Global Use of Peripheral Blood vs Bone Marrow as Source of Stem Cells for Allogeneic Transplantation in Patients With Bone Marrow Failure

Author Affiliations
  • 1Department of Pediatrics and Adolescent Medicine, University of Freiburg, Freiburg, Germany
  • 2European Society for Blood and Marrow Transplantation Transplant Activity Survey Office, University Hospital, Basel, Switzerland
  • 3Center for International Blood and Marrow Transplant Research, Medical College of Wisconsin, Milwaukee
  • 4Australasian Bone Marrow Transplant Recipient Registry, Royal Melbourne Hospital, Parkville, Australia
  • 5Hematology-Oncology Department, University Hospital, Leipzig, Germany
  • 6Asia Pacific Blood and Marrow Transplant Group Data Centre Nagakute Campus, Aichi Medical University, School of Medicine, Nagakute, Japan
JAMA. 2016;315(2):198-200. doi:10.1001/jama.2015.13706

Hematopoietic stem cell transplantation (HSCT) is a therapeutic option for many patients with bone marrow failure.1 Bone marrow was initially the only stem cell source available until the 1990s when peripheral blood stem cells (PBSCs) and cord blood began to be used.

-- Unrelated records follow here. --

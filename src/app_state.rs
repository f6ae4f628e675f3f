//! Implements a struct that holds the state of the REST server.

use std::sync::{Arc, Mutex};

use axum::extract::FromRef;
use axum_extra::extract::cookie::Key;
use rusqlite::Connection;
use sha2::{Digest, Sha512};
use time::Duration;

use crate::{Error, auth::DEFAULT_COOKIE_DURATION, db::initialize};

/// The state of the REST server.
#[derive(Debug, Clone)]
pub struct AppState {
    /// The key to be used for signing and encrypting private cookies.
    pub cookie_key: Key,

    /// The duration for which cookies used for authentication are valid.
    pub cookie_duration: Duration,

    /// The local timezone as a canonical timezone name, e.g. "Pacific/Auckland".
    pub local_timezone: String,

    /// The database connection
    pub db_connection: Arc<Mutex<Connection>>,
}

impl AppState {
    /// Create a new [AppState] with a SQLite database connection.
    ///
    /// This function will initialize the database by adding the tables for the domain models.
    /// `local_timezone` should be a valid, canonical timezone name, e.g. "Pacific/Auckland".
    ///
    /// # Errors
    /// Returns an error if the database cannot be initialized.
    pub fn new(
        db_connection: Connection,
        cookie_secret: &str,
        local_timezone: &str,
    ) -> Result<Self, Error> {
        Self::with_cookie_key(db_connection, create_cookie_key(cookie_secret), local_timezone)
    }

    /// Create a new [AppState] with a randomly generated cookie key.
    ///
    /// Sessions do not survive a server restart since the key is not derived
    /// from a configured secret.
    ///
    /// # Errors
    /// Returns an error if the database cannot be initialized.
    pub fn new_with_random_key(
        db_connection: Connection,
        local_timezone: &str,
    ) -> Result<Self, Error> {
        Self::with_cookie_key(db_connection, Key::generate(), local_timezone)
    }

    fn with_cookie_key(
        db_connection: Connection,
        cookie_key: Key,
        local_timezone: &str,
    ) -> Result<Self, Error> {
        initialize(&db_connection)?;

        Ok(Self {
            cookie_key,
            cookie_duration: DEFAULT_COOKIE_DURATION,
            local_timezone: local_timezone.to_owned(),
            db_connection: Arc::new(Mutex::new(db_connection)),
        })
    }
}

// this impl tells `PrivateCookieJar` how to access the key from our state
impl FromRef<AppState> for Key {
    fn from_ref(state: &AppState) -> Self {
        state.cookie_key.clone()
    }
}

/// Create a signing key for cookies from a `secret`s string.
pub fn create_cookie_key(secret: &str) -> Key {
    let hash = Sha512::digest(secret);

    Key::from(&hash)
}
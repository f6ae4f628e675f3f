//! Dashboard module
//!
//! Provides an overview page showing the user's balance, today's totals and
//! expense charts, plus the JSON endpoints the charts are drawn from.

mod aggregation;
mod charts;
mod handlers;
mod summary;
mod window;

pub use charts::{get_expense_breakdown_data, get_expense_trend_data};
pub use handlers::get_dashboard_page;
//! Defines functions for handling user authentication with cookies.

use std::{cmp::max, num::ParseIntError};

use axum_extra::extract::{
    PrivateCookieJar,
    cookie::{Cookie, SameSite},
};
use time::{
    Duration, OffsetDateTime, format_description::BorrowedFormatItem, macros::format_description,
};

use crate::{Error, user::UserID};

pub(crate) const COOKIE_USER_ID: &str = "user_id";
pub(crate) const COOKIE_EXPIRY: &str = "expiry";
/// The default duration for which auth cookies are valid.
pub(crate) const DEFAULT_COOKIE_DURATION: Duration = Duration::minutes(5);

/// Add an auth cookie to the cookie jar, indicating that a user is logged in and authenticated.
///
/// Sets the initial expiry of the cookie to `duration` from the current time.
/// You can use [DEFAULT_COOKIE_DURATION] for the default duration.
///
/// Returns the cookie jar with the cookie added.
///
/// # Errors
///
/// Returns a [time::error::Format] if the expiry time cannot be formatted.
pub(crate) fn set_auth_cookie(
    jar: PrivateCookieJar,
    user_id: UserID,
    duration: Duration,
) -> Result<PrivateCookieJar, time::error::Format> {
    let expiry = OffsetDateTime::now_utc() + duration;
    // Use format instead of to_string to avoid errors at midnight when the hour is printed as
    // a single digit when [DATE_TIME_FORMAT] expects two digits.
    let expiry_string = expiry.format(DATE_TIME_FORMAT)?;

    Ok(jar
        .add(
            Cookie::build((COOKIE_USER_ID, user_id.as_i64().to_string()))
                .expires(expiry)
                .http_only(true)
                .same_site(SameSite::Strict)
                .secure(true),
        )
        .add(
            Cookie::build((COOKIE_EXPIRY, expiry_string))
                .expires(expiry)
                .http_only(true)
                .same_site(SameSite::Strict)
                .secure(true),
        ))
}

/// Set the auth cookie to an invalid value and set its max age to zero, which should delete the cookie on the client side.
pub(crate) fn invalidate_auth_cookie(jar: PrivateCookieJar) -> PrivateCookieJar {
    jar.add(
        Cookie::build((COOKIE_USER_ID, "deleted"))
            .expires(OffsetDateTime::UNIX_EPOCH)
            .max_age(Duration::ZERO)
            .http_only(true)
            .same_site(SameSite::Strict)
            .secure(true),
    )
    .add(
        Cookie::build((COOKIE_EXPIRY, "deleted"))
            .expires(OffsetDateTime::UNIX_EPOCH)
            .max_age(Duration::ZERO)
            .http_only(true)
            .same_site(SameSite::Strict)
            .secure(true),
    )
}

/// Set the expiry of the auth cookie in `jar` to the latest of UTC now
/// plus `duration` and the cookie's expiry.
///
/// # Errors
///
/// The cookie jar is not modified if an error is returned.
///
/// Returns:
/// - [Error::CookieMissing] if the auth cookie or expiry cookie are not in the cookie jar.
/// - [Error::InvalidDateFormat] if the expiry cookie cannot be parsed, extending
///   the cookie by `duration` would overflow the date time, or the new expiry
///   date time cannot be formatted.
pub(crate) fn extend_auth_cookie_duration_if_needed(
    jar: PrivateCookieJar,
    duration: Duration,
) -> Result<PrivateCookieJar, Error> {
    let expiry_cookie = jar.get(COOKIE_EXPIRY).ok_or(Error::CookieMissing)?;
    let current_expiry = extract_date_time(&expiry_cookie).map_err(|error| {
        Error::InvalidDateFormat(error.to_string(), expiry_cookie.value_trimmed().to_owned())
    })?;

    let new_expiry = OffsetDateTime::now_utc()
        .checked_add(duration)
        .ok_or_else(|| {
            Error::InvalidDateFormat(
                "overflowed adding the cookie duration to the current time".to_owned(),
                duration.to_string(),
            )
        })?;

    let expiry = max(current_expiry, new_expiry);

    set_auth_cookie_expiry(jar, expiry)
}

/// Sets the expires field of the auth cookie and the expires field and
/// value of the expiry cookie in `jar` to `expiry`.
///
/// # Errors
///
/// If an error is returned, the cookie jar is not modified.
///
/// Returns a:
/// - [Error::CookieMissing] if the auth cookie or expiry cookie are not in the cookie jar.
/// - [Error::InvalidDateFormat] if the new expiry date time cannot be formatted.
pub(crate) fn set_auth_cookie_expiry(
    jar: PrivateCookieJar,
    expiry: OffsetDateTime,
) -> Result<PrivateCookieJar, Error> {
    let expiry_string = expiry
        .format(DATE_TIME_FORMAT)
        .map_err(|error| Error::InvalidDateFormat(error.to_string(), format!("{expiry:?}")))?;

    let mut auth_cookie = jar.get(COOKIE_USER_ID).ok_or(Error::CookieMissing)?;
    let mut expiry_cookie = jar.get(COOKIE_EXPIRY).ok_or(Error::CookieMissing)?;

    auth_cookie.set_expires(expiry);
    expiry_cookie.set_expires(expiry);
    expiry_cookie.set_value(expiry_string);

    Ok(jar.add(auth_cookie).add(expiry_cookie))
}

/// The ID of the logged in user, if the jar holds a valid, unexpired session.
///
/// The expiry is checked server side so that an expired session is rejected
/// even if the client kept the cookies past their expiry.
pub(crate) fn get_user_id_from_auth_cookie(jar: &PrivateCookieJar) -> Result<UserID, Error> {
    let user_id_cookie = jar.get(COOKIE_USER_ID).ok_or(Error::InvalidCredentials)?;
    let user_id = extract_user_id(&user_id_cookie).map_err(|_| Error::InvalidCredentials)?;

    let expiry_cookie = jar.get(COOKIE_EXPIRY).ok_or(Error::InvalidCredentials)?;
    let expiry = extract_date_time(&expiry_cookie).map_err(|_| Error::InvalidCredentials)?;

    if expiry < OffsetDateTime::now_utc() {
        return Err(Error::InvalidCredentials);
    }

    Ok(user_id)
}

/// Date time format for the cookie expiry, e.g. "2021-01-01 00:00:00.000000 +00:00:00".
const DATE_TIME_FORMAT: &[BorrowedFormatItem] = format_description!(
    "[year]-[month]-[day] [hour]:[minute]:[second].[subsecond] [offset_hour \
         sign:mandatory]:[offset_minute]:[offset_second]"
);

pub(crate) fn extract_date_time(cookie: &Cookie) -> Result<OffsetDateTime, time::error::Parse> {
    OffsetDateTime::parse(cookie.value_trimmed(), DATE_TIME_FORMAT)
}

pub(crate) fn extract_user_id(cookie: &Cookie) -> Result<UserID, ParseIntError> {
    let id: i64 = cookie.value_trimmed().parse()?;

    Ok(UserID::new(id))
}
//! Database ID type definition.

/// Alias for the integer type used for mapping to database IDs.
pub type DatabaseID = i64;
//! Password validation and hashing.

use std::fmt;

use unicode_segmentation::UnicodeSegmentation;

use crate::Error;

/// The minimum number of characters a password must have.
pub const MIN_PASSWORD_LENGTH: usize = 8;

/// A plain-text password that satisfies the length policy.
///
/// Holding this type proves the password was checked before hashing.
#[derive(Debug, Clone, PartialEq)]
pub struct ValidatedPassword(String);

impl ValidatedPassword {
    /// Validate `raw_password` against the password policy.
    ///
    /// Length is counted in graphemes rather than bytes so that passwords
    /// using combining characters or emoji are measured the way the user
    /// perceives them.
    ///
    /// # Errors
    ///
    /// Returns [Error::PasswordTooShort] if `raw_password` has fewer than
    /// [MIN_PASSWORD_LENGTH] characters.
    pub fn new(raw_password: &str) -> Result<Self, Error> {
        if raw_password.graphemes(true).count() < MIN_PASSWORD_LENGTH {
            return Err(Error::PasswordTooShort);
        }

        Ok(Self(raw_password.to_owned()))
    }

    /// Create a validated password without checking the policy.
    ///
    /// Intended for tests and seed scripts.
    pub fn new_unchecked(raw_password: &str) -> Self {
        Self(raw_password.to_owned())
    }
}

/// A bcrypt hash of a user's password.
#[derive(Debug, Clone, PartialEq)]
pub struct PasswordHash(String);

impl PasswordHash {
    /// The default computational cost for hashing passwords.
    pub const DEFAULT_COST: u32 = bcrypt::DEFAULT_COST;

    /// Hash `password` with the given bcrypt `cost`.
    ///
    /// # Errors
    ///
    /// Returns [Error::HashingError] if the underlying hashing library
    /// fails, which should not happen during normal operation.
    pub fn new(password: ValidatedPassword, cost: u32) -> Result<Self, Error> {
        bcrypt::hash(&password.0, cost)
            .map(Self)
            .map_err(|error| Error::HashingError(error.to_string()))
    }

    /// Wrap a string that is already a bcrypt hash, e.g. one read back from
    /// the database.
    pub fn new_unchecked(hash: &str) -> Self {
        Self(hash.to_owned())
    }

    /// Check `raw_password` against this hash.
    ///
    /// # Errors
    ///
    /// Returns [Error::InvalidCredentials] if the password does not match,
    /// or [Error::HashingError] if the hash string is malformed.
    pub fn verify(&self, raw_password: &str) -> Result<(), Error> {
        match bcrypt::verify(raw_password, &self.0) {
            Ok(true) => Ok(()),
            Ok(false) => Err(Error::InvalidCredentials),
            Err(error) => Err(Error::HashingError(error.to_string())),
        }
    }
}

impl fmt::Display for PasswordHash {
    fn fmt(&self, f: &mut fmt::Formatter<'_>) -> fmt::Result {
        write!(f, "{}", self.0)
    }
}


#[cfg(test)]
mod password_hash_tests {
    use crate::Error;

    use super::{PasswordHash, ValidatedPassword};

    /// Use the weakest cost in tests, hashing at the default cost takes
    /// hundreds of milliseconds.
    const TEST_COST: u32 = 4;

    #[test]
    fn verify_succeeds_with_correct_password() {
        let password = ValidatedPassword::new("averysafepassword").unwrap();
        let hash = PasswordHash::new(password, TEST_COST).expect("Could not hash password");

        assert_eq!(hash.verify("averysafepassword"), Ok(()));
    }

    #[test]
    fn verify_fails_with_incorrect_password() {
        let password = ValidatedPassword::new("averysafepassword").unwrap();
        let hash = PasswordHash::new(password, TEST_COST).expect("Could not hash password");

        assert_eq!(
            hash.verify("notthepassword"),
            Err(Error::InvalidCredentials)
        );
    }

    #[test]
    fn hash_does_not_contain_the_password() {
        let password = ValidatedPassword::new("averysafepassword").unwrap();
        let hash = PasswordHash::new(password, TEST_COST).expect("Could not hash password");

        assert!(
            !hash.to_string().contains("averysafepassword"),
            "hash should not leak the plain-text password: {hash}"
        );
    }
}
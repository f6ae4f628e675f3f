#![allow(missing_docs)]

use axum::{body::Body, http::StatusCode, response::Response};
use scraper::Html;

async fn response_text(response: Response<Body>) -> String {
    let body = response.into_body();
    let bytes = axum::body::to_bytes(body, usize::MAX)
        .await
        .expect("Could not get response body");

    String::from_utf8_lossy(&bytes).to_string()
}

pub(crate) async fn parse_html_document(response: Response<Body>) -> Html {
    let text = response_text(response).await;

    Html::parse_document(&text)
}

pub(crate) async fn parse_html_fragment(response: Response<Body>) -> Html {
    let text = response_text(response).await;

    Html::parse_fragment(&text)
}

#[track_caller]
pub(crate) fn assert_valid_html(html: &Html) {
    assert!(
        html.errors.is_empty(),
        "Got HTML parsing errors: {:?}",
        html.errors
    );
}

#[track_caller]
pub(crate) fn assert_status_ok(response: &Response<Body>) {
    assert_eq!(response.status(), StatusCode::OK);
}

#[track_caller]
pub(crate) fn assert_content_type_html(response: &Response<Body>) {
    let content_type = response
        .headers()
        .get("content-type")
        .expect("content-type header missing");

    assert_eq!(content_type, "text/html; charset=utf-8");
}
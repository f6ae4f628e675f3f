//! Fixed-point currency amounts.
//!
//! Amounts are stored as whole cents so that sums over a ledger are exact
//! integer arithmetic. Dollars only appear at presentation and serialization
//! boundaries.

use std::{
    fmt,
    iter::Sum,
    ops::{Add, AddAssign, Sub},
};

use serde::{Serialize, Serializer};

use crate::Error;

/// A monetary amount in whole cents.
#[derive(Debug, Clone, Copy, PartialEq, Eq, PartialOrd, Ord)]
pub struct Amount(i64);

impl Amount {
    /// Zero dollars and zero cents.
    pub const ZERO: Amount = Amount(0);

    /// Create an amount from a count of whole cents.
    pub fn from_cents(cents: i64) -> Self {
        Self(cents)
    }

    /// The amount as a count of whole cents.
    pub fn as_cents(self) -> i64 {
        self.0
    }

    /// The amount in dollars, for display and chart payloads.
    ///
    /// The conversion is exact for any amount a ledger will realistically
    /// hold (the mantissa of an `f64` covers ±2^53 cents).
    pub fn to_dollars(self) -> f64 {
        self.0 as f64 / 100.0
    }

    /// Parse a dollar amount entered by a user, e.g. `"12.50"` or `"100"`.
    ///
    /// # Errors
    ///
    /// Returns [Error::InvalidAmount] if `text` is not a number with at most
    /// two decimal places, or if the parsed amount is zero or negative.
    /// Signs are not accepted, so negative inputs fail the same way.
    pub fn parse_positive(text: &str) -> Result<Self, Error> {
        let invalid = || Error::InvalidAmount(text.to_owned());

        let trimmed = text.trim();
        let (whole_text, fraction_text) = match trimmed.split_once('.') {
            Some((whole, fraction)) => (whole, fraction),
            None => (trimmed, ""),
        };

        if whole_text.is_empty() && fraction_text.is_empty() {
            return Err(invalid());
        }

        let all_digits = |text: &str| text.bytes().all(|byte| byte.is_ascii_digit());
        if !all_digits(whole_text) || !all_digits(fraction_text) {
            return Err(invalid());
        }

        let whole: i64 = if whole_text.is_empty() {
            0
        } else {
            whole_text.parse().map_err(|_| invalid())?
        };

        let fraction_cents = match fraction_text.len() {
            0 => 0,
            1 => 10 * fraction_text.parse::<i64>().map_err(|_| invalid())?,
            2 => fraction_text.parse::<i64>().map_err(|_| invalid())?,
            _ => return Err(invalid()),
        };

        let cents = whole
            .checked_mul(100)
            .and_then(|cents| cents.checked_add(fraction_cents))
            .ok_or_else(invalid)?;

        if cents <= 0 {
            return Err(invalid());
        }

        Ok(Self(cents))
    }
}

impl Add for Amount {
    type Output = Amount;

    fn add(self, rhs: Self) -> Self::Output {
        Amount(self.0 + rhs.0)
    }
}

impl AddAssign for Amount {
    fn add_assign(&mut self, rhs: Self) {
        self.0 += rhs.0;
    }
}

impl Sub for Amount {
    type Output = Amount;

    fn sub(self, rhs: Self) -> Self::Output {
        Amount(self.0 - rhs.0)
    }
}

impl Sum for Amount {
    fn sum<I: Iterator<Item = Self>>(iter: I) -> Self {
        iter.fold(Amount::ZERO, Add::add)
    }
}

/// Formats the amount as unsigned-style dollars, e.g. `-1250` cents as `-12.50`.
impl fmt::Display for Amount {
    fn fmt(&self, f: &mut fmt::Formatter<'_>) -> fmt::Result {
        let sign = if self.0 < 0 { "-" } else { "" };
        let cents = self.0.unsigned_abs();

        write!(f, "{sign}{}.{:02}", cents / 100, cents % 100)
    }
}

/// Serializes as dollars so chart payloads contain plain numbers.
impl Serialize for Amount {
    fn serialize<S: Serializer>(&self, serializer: S) -> Result<S::Ok, S::Error> {
        serializer.serialize_f64(self.to_dollars())
    }
}

#[cfg(test)]
mod amount_tests {
    use crate::Error;

    use super::Amount;

    #[test]
    fn parses_dollars_and_cents() {
        let cases = [
            ("12.50", 1250),
            ("100", 10_000),
            ("0.01", 1),
            (".5", 50),
            ("7.", 700),
            (" 3.99 ", 399),
        ];

        for (text, want) in cases {
            let got = Amount::parse_positive(text).expect("Could not parse amount");

            assert_eq!(
                got.as_cents(),
                want,
                "want {want} cents for {text:?}, got {}",
                got.as_cents()
            );
        }
    }

    #[test]
    fn parse_rejects_non_positive_amounts() {
        for text in ["0", "0.00", "0.0", "-5", "-0.01"] {
            let got = Amount::parse_positive(text);

            assert_eq!(
                got,
                Err(Error::InvalidAmount(text.to_owned())),
                "want InvalidAmount for {text:?}, got {got:?}"
            );
        }
    }

    #[test]
    fn parse_rejects_malformed_amounts() {
        for text in ["", ".", "abc", "12.345", "1.2.3", "1e3", "+5", "12,50"] {
            let got = Amount::parse_positive(text);

            assert_eq!(
                got,
                Err(Error::InvalidAmount(text.to_owned())),
                "want InvalidAmount for {text:?}, got {got:?}"
            );
        }
    }

    #[test]
    fn displays_as_dollars() {
        assert_eq!(Amount::from_cents(1250).to_string(), "12.50");
        assert_eq!(Amount::from_cents(5).to_string(), "0.05");
        assert_eq!(Amount::from_cents(-1250).to_string(), "-12.50");
        assert_eq!(Amount::ZERO.to_string(), "0.00");
    }

    #[test]
    fn sums_exactly() {
        // The classic float trap: 0.1 + 0.2 != 0.3, but 10 + 20 == 30 cents.
        let total: Amount = [Amount::from_cents(10), Amount::from_cents(20)]
            .into_iter()
            .sum();

        assert_eq!(total, Amount::from_cents(30));
    }

    #[test]
    fn serializes_as_dollars() {
        let json =
            serde_json::to_string(&Amount::from_cents(1250)).expect("Could not serialize amount");

        assert_eq!(json, "12.5");
    }
}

Currently, PBSCs are the major stem cell source,2 owing to faster engraftment and ease of collection despite a higher rate of graft-vs-host disease and lower survival rates in patients with nonmalignant disorders.3

Therefore, bone marrow is currently recommended for HSCT in patients with bone marrow failure.4 The objectives of this study were to investigate the use of PBSCs and bone marrow as stem cell sources for HSCT in patients with bone marrow failure worldwide and to identify potential factors associated with the use of each stem cell source.